A recipe for anarchy
published: Saturday | December 15, 2007

The Editor, Sir:

The Jamaica Environmental Advocacy Network (JEAN) is concerned to learn that the Government of Jamaica (GOJ) is intending to institute a mandatory 90-day turnaround time by the National Environment and Planning Agency (NEPA) for development approvals. According to press reports, if a decision is not given by the regulatory agencies within the 90-day time-frame, a developer will be entitled to proceed with his project.

While JEAN understands the GoJ's desire to avoid needless bureaucracy, to institute a process where silence from NEPA means consent is to open the entire development process to anarchy. Currently, NEPA is utterly ineffective as a regulatory agency - it often delays those matters of minor environmental impact and fast-tracks those with the potential for major impacts. It regards a letter as enforcement action and rarely applies sanctions for breaches by developers.
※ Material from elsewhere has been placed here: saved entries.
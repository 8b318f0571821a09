//! Pool ledger
//!
//! Tracks per-participant balances and the aggregate pool size, and keeps
//! them in lockstep with the contract's custody balance.
//!
//! # Invariants
//!
//! - `Σ(balances) == total_pool_size == custody balance` after every call
//! - Only positive balances are stored, so the participant count is the
//!   number of entries
//! - A rejected call leaves every balance untouched
//!
//! # Example
//!
//! ```
//! use pool_ledger::{PoolLedger, Principal};
//!
//! # fn main() -> pool_ledger::Result<()> {
//! let deployer = Principal::parse("ST1PQHQKV0RJXZFY1DGX8MNSNYVE3VGZJSRTPGZGM")?;
//! let wallet = Principal::parse("ST1SJ3DTE5DN7X54YDH5D64R3BCB6A2AG2ZQ8YPD5")?;
//!
//! let mut pool = PoolLedger::new(&deployer)?;
//! pool.deposit(&wallet, 1_000_000)?;
//! pool.withdraw(&wallet, 400_000)?;
//!
//! assert_eq!(pool.participant_balance(&wallet), 600_000);
//! assert_eq!(pool.total_pool_size(), pool.contract_balance());
//! # Ok(())
//! # }
//! ```

use crate::{
    custody::Custody,
    types::{Amount, PoolSnapshot, Principal, TransferEvent, POOL_CONTRACT_NAME},
    Error, Result,
};
use std::collections::BTreeMap;

/// Outcome of a successful deposit or withdrawal
#[derive(Debug, Clone, PartialEq, Eq)]
pub struct Receipt {
    /// Amount moved, echoed back to the caller
    pub amount: Amount,

    /// The transfer that moved it
    pub event: TransferEvent,
}

/// Deposit/withdrawal pool ledger
#[derive(Debug, Clone)]
pub struct PoolLedger {
    /// Contract principal that holds the pooled tokens
    contract: Principal,

    /// Positive balances only
    balances: BTreeMap<Principal, Amount>,

    /// Running sum of `balances`
    total_pool_size: Amount,

    /// Contract-held tokens
    custody: Custody,
}

impl PoolLedger {
    /// Empty pool deployed by `deployer` under the default contract name
    pub fn new(deployer: &Principal) -> Result<Self> {
        Self::with_contract_name(deployer, POOL_CONTRACT_NAME)
    }

    /// Empty pool deployed by `deployer` as `contract_name`
    pub fn with_contract_name(deployer: &Principal, contract_name: &str) -> Result<Self> {
        let contract = Principal::contract(deployer, contract_name)?;
        tracing::debug!("Created pool ledger for {}", contract);

        Ok(Self {
            contract,
            balances: BTreeMap::new(),
            total_pool_size: 0,
            custody: Custody::new(),
        })
    }

    /// Contract principal of the pool
    pub fn contract(&self) -> &Principal {
        &self.contract
    }

    /// Deposit `amount` from `participant` into the pool
    pub fn deposit(&mut self, participant: &Principal, amount: Amount) -> Result<Receipt> {
        if amount == 0 {
            tracing::warn!("Rejected zero deposit from {}", participant);
            return Err(Error::ZeroAmount);
        }

        let new_balance = self
            .participant_balance(participant)
            .checked_add(amount)
            .ok_or_else(|| Error::Overflow(format!("balance of {}", participant)))?;
        let new_total = self
            .total_pool_size
            .checked_add(amount)
            .ok_or_else(|| Error::Overflow("total pool size".to_string()))?;

        self.custody.receive(amount)?;
        self.balances.insert(participant.clone(), new_balance);
        self.total_pool_size = new_total;

        tracing::debug!(
            participant = %participant,
            amount = %amount,
            balance = %new_balance,
            "Deposit accepted"
        );

        Ok(Receipt {
            amount,
            event: TransferEvent::new(participant.clone(), self.contract.clone(), amount),
        })
    }

    /// Withdraw `amount` from `participant`'s balance
    ///
    /// The participant is removed once the balance reaches zero.
    pub fn withdraw(&mut self, participant: &Principal, amount: Amount) -> Result<Receipt> {
        if amount == 0 {
            tracing::warn!("Rejected zero withdrawal from {}", participant);
            return Err(Error::ZeroAmount);
        }

        let available = self.participant_balance(participant);
        if amount > available {
            tracing::warn!(
                "Rejected withdrawal of {} from {}: balance is {}",
                amount,
                participant,
                available
            );
            return Err(Error::InsufficientBalance {
                requested: amount,
                available,
            });
        }

        let new_total = self.total_pool_size.checked_sub(amount).ok_or_else(|| {
            Error::InvariantViolation(format!(
                "pool size {} below balance of {}",
                self.total_pool_size, participant
            ))
        })?;

        self.custody.release(amount)?;
        let remaining = available - amount;
        if remaining == 0 {
            self.balances.remove(participant);
            tracing::debug!("Participant {} left the pool", participant);
        } else {
            self.balances.insert(participant.clone(), remaining);
        }
        self.total_pool_size = new_total;

        tracing::debug!(
            participant = %participant,
            amount = %amount,
            balance = %remaining,
            "Withdrawal accepted"
        );

        Ok(Receipt {
            amount,
            event: TransferEvent::new(self.contract.clone(), participant.clone(), amount),
        })
    }

    /// Withdraw the participant's entire balance
    ///
    /// With nothing deposited this is a zero withdrawal and fails the same way.
    pub fn withdraw_all(&mut self, participant: &Principal) -> Result<Receipt> {
        let balance = self.participant_balance(participant);
        self.withdraw(participant, balance)
    }

    /// Balance of `participant` (0 if unknown or fully withdrawn)
    pub fn participant_balance(&self, participant: &Principal) -> Amount {
        self.balances.get(participant).copied().unwrap_or(0)
    }

    /// Number of participants with a positive balance
    pub fn participant_count(&self) -> u64 {
        self.balances.len() as u64
    }

    /// Sum of all participant balances
    pub fn total_pool_size(&self) -> Amount {
        self.total_pool_size
    }

    /// Tokens held in custody by the contract
    pub fn contract_balance(&self) -> Amount {
        self.custody.balance()
    }

    /// Check if `participant` currently has funds in the pool
    pub fn is_active_participant(&self, participant: &Principal) -> bool {
        self.balances.contains_key(participant)
    }

    /// Active participants and their balances, ordered by principal
    pub fn participants(&self) -> impl Iterator<Item = (&Principal, Amount)> + '_ {
        self.balances.iter().map(|(p, b)| (p, *b))
    }

    /// Copy of the current state
    pub fn snapshot(&self) -> PoolSnapshot {
        PoolSnapshot {
            contract: self.contract.clone(),
            total_pool_size: self.total_pool_size,
            contract_balance: self.custody.balance(),
            participant_count: self.participant_count(),
            balances: self.balances.clone(),
        }
    }

    /// Verify the standing invariants
    pub fn check_invariants(&self) -> Result<()> {
        let mut sum: Amount = 0;
        for (participant, balance) in &self.balances {
            if *balance == 0 {
                return Err(Error::InvariantViolation(format!(
                    "zero balance stored for {}",
                    participant
                )));
            }
            sum = sum.checked_add(*balance).ok_or_else(|| {
                Error::InvariantViolation("sum of balances overflows".to_string())
            })?;
        }

        if sum != self.total_pool_size {
            return Err(Error::InvariantViolation(format!(
                "sum of balances {} != pool size {}",
                sum, self.total_pool_size
            )));
        }

        if self.custody.balance() != self.total_pool_size {
            return Err(Error::InvariantViolation(format!(
                "contract balance {} != pool size {}",
                self.custody.balance(),
                self.total_pool_size
            )));
        }

        Ok(())
    }
}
To give one example, according to documents obtained using the Access to Information Act, the permit granted by NEPA to Hoteles Pinero Jamaica Ltd. (HOJAPI) to build and operate the sewage treatment plant (STP) for the Gran Bahía Princípe Hotel requires that: (a) the STP be built in accordance with submitted designs; and (b) NEPA and the Ministry of Health be advised at inception of construction, at 50 per cent, at 90 per cent, on completion and on commissioning. NEPA also granted a license to discharge sewage effluent, which required compliance with standards.

No sewage plant built

What in fact happened? The sewage plant was not built according to the specifications. We are unaware whether or not the Ministry of Health has ever issued an approval letter for the 'as built' plant; formal notification to the Government agencies was only done at 90 per cent construction, and following tests in August 2007, the sewage effluent did not meet standards.

None of the three government agencies that could apply sanctions to the hotel - NEPA, the Ministry of Health and/or the Water Resources Authority - has done so.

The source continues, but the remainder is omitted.